If the ad comes from `advertising-is-awesome.net`, but is pointing users to
the excellent products at `products-are-nice.com`, how would your proposal
allow a click on the ad to navigate a user to the excellent products in an
unsandboxed window (e.g. one that has an origin)? I'd suggest that that's
an essential component. It's certainly essential to advertisers.


> Is that to extreme of an ask? I just dont like the idea that a sandboxed
> resource has full access to open any new window. It seems excessive and can
> exploit CSRF vulns in a way a full sandboxed iFrame as I'm describing could
> not.
>

I still don't understand the threat model you're proposing. That is, I
don't see sandboxing as a CSRF defense at all. Sandboxed frames can
navigate themselves to any origin right now, and load any origin in a
frame.

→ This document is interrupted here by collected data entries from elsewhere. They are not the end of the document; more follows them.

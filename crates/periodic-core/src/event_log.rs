//! Fixed-size diagnostic log of scheduler decisions.
//!
//! Not needed for correctness; the `run` prompt prints it on `log` and tests
//! inspect it.

use std::collections::VecDeque;

use chrono::{DateTime, Utc};
use serde::{Deserialize, Serialize};

use crate::notify::ResetReason;

pub const DEFAULT_CAPACITY: usize = 200;

#[derive(Debug, Clone, PartialEq, Serialize, Deserialize)]
#[serde(tag = "kind", rename_all = "snake_case")]
pub enum LogKind {
    /// The scheduler picked a winner and handed it to the player.
    Emitted { key: String },
    SchedulerReset { reason: ResetReason },
    PlaybackFailed { key: String, error: String },
    /// A timer event, by name.
    Timer { event: String },
}

#[derive(Debug, Clone, PartialEq, Serialize, Deserialize)]
pub struct LogEntry {
    pub at: DateTime<Utc>,
    pub period_index: Option<usize>,
    pub elapsed_ms: u64,
    #[serde(flatten)]
    pub kind: LogKind,
}

#[derive(Debug, Clone)]
pub struct EventLog {
    entries: VecDeque<LogEntry>,
    capacity: usize,
}

impl Default for EventLog {
    fn default() -> Self {
        Self::new(DEFAULT_CAPACITY)
    }
}

impl EventLog {
    pub fn new(capacity: usize) -> Self {
        let capacity = capacity.max(1);
        Self {
            entries: VecDeque::with_capacity(capacity),
            capacity,
        }
    }

    /// Append an entry, evicting the oldest one when full.
    pub fn record(&mut self, entry: LogEntry) {
        if self.entries.len() == self.capacity {
            self.entries.pop_front();
        }
        self.entries.push_back(entry);
    }

    pub fn entries(&self) -> impl DoubleEndedIterator<Item = &LogEntry> {
        self.entries.iter()
    }

    /// Keys of emitted notifications, oldest first.
    pub fn emitted_keys(&self) -> Vec<&str> {
        self.entries
            .iter()
            .filter_map(|e| match &e.kind {
                LogKind::Emitted { key } => Some(key.as_str()),
                _ => None,
            })
            .collect()
    }

    pub fn len(&self) -> usize {
        self.entries.len()
    }

    pub fn is_empty(&self) -> bool {
        self.entries.is_empty()
    }
}
//! Timer engine implementation.
//!
//! The timer engine is a wall-clock-based state machine. It does not use
//! internal threads - the caller is responsible for calling `tick()` periodically.
//! Elapsed time is always derived from `started_at`/`paused_at`; every
//! mutation moves those timestamps instead of touching a counter.
//!
//! ## State Transitions
//!
//! ```text
//! Idle -> Running <-> Paused -> Finished -> (reset) Idle
//! ```
//!
//! Every command returns `Some(Event)` when it changed something and `None`
//! when its preconditions did not hold. Invalid calls are expected from a UI
//! (a disabled button firing once more) and never corrupt state.
//!
//! ## Usage
//!
//! ```ignore
//! let mut engine = TimerEngine::new(PeriodTemplate::default_list(), SystemClock);
//! engine.start();
//! // Once per second:
//! engine.tick(); // Returns Some(Event::PeriodOverran) on the first overrun
//! ```

use serde::{Deserialize, Serialize};

use super::period::{Period, PeriodTemplate, PeriodType, MINUTE_MS};
use super::session::{elapsed_ms, Session, TimerState};
use crate::clock::{datetime_from_ms, Clock, SystemClock};
use crate::events::Event;

/// Auto-extension step on overrun, and grace given to a period we move back to.
pub const EXTENSION_MS: u64 = MINUTE_MS;

/// Periods at or below this elapsed time are dropped on completion.
pub const MIN_SIGNIFICANT_MS: u64 = MINUTE_MS;

/// Above this much progress `add_period` appends instead of starting over.
pub const ADD_PERIOD_THRESHOLD_MS: u64 = 60_000;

If the `allow-popups` flag is set, it can open auxiliary windows. If
the `allow-forms` flag is set, it can POST to arbitrary origins.

-mike

--
Mike West , @mikewest

Google Germany GmbH, Dienerstrasse 12, 80331 München,
Germany, Registergericht und -nummer: Hamburg, HRB 86891, Sitz der
Gesellschaft: Hamburg, Geschäftsführer: Graham Law, Christine Elizabeth
Flores
(Sorry; I'm legally required to add this exciting detail to emails. Bleh.)


Re: [whatwg] Proposal: Two changes to iframe@sandbox

2015-05-10 Thread Mike West
On Mon, May 11, 2015 at 7:27 AM, Jim Manico  wrote:

> > 2. Allow sandboxed frames to spawn new windows without forcing the
> sandbox upon them.
>
> I think this needs to be restricted so sandboxed iFrames cannot spawn new
> windows back to the same domain - or better yet may only spawn windows to
> limited domain/domains driven by the initial ad request.
>

What risk do you see that mitigating? How would you expect it to behave
with regard to redirects or navigations? I guess I don't see the value in
adding these kinds of restrictions, and (especially given the target
audience, and their predilection for tons and tons of cross-origin
redirects) it seems like making it easier to sandbox the inlined frame
outweighs the desire to lock down the out-of-line auxiliary browsing
context.

Also, note that the proposal already makes the behavior opt-in via the
`allow-unsandboxed-auxiliary` keyword (it wouldn't change the behavior of
any existing sandboxed frame), and browsers generally throttle the creation
of popups in various ways (Chrome allows only one popup per user gesture,
for instance).

--
Mike West , @mikewest

Google Germany GmbH, Dienerstrasse 12, 80331 München,
Germany, Registergericht und -nummer: Hamburg, HRB 86891, Sitz der
Gesellschaft: Hamburg, Geschäftsführer: Graham Law, Christine Elizabeth
Flores
(Sorry; I'm legally required to add this exciting detail to emails. Bleh.)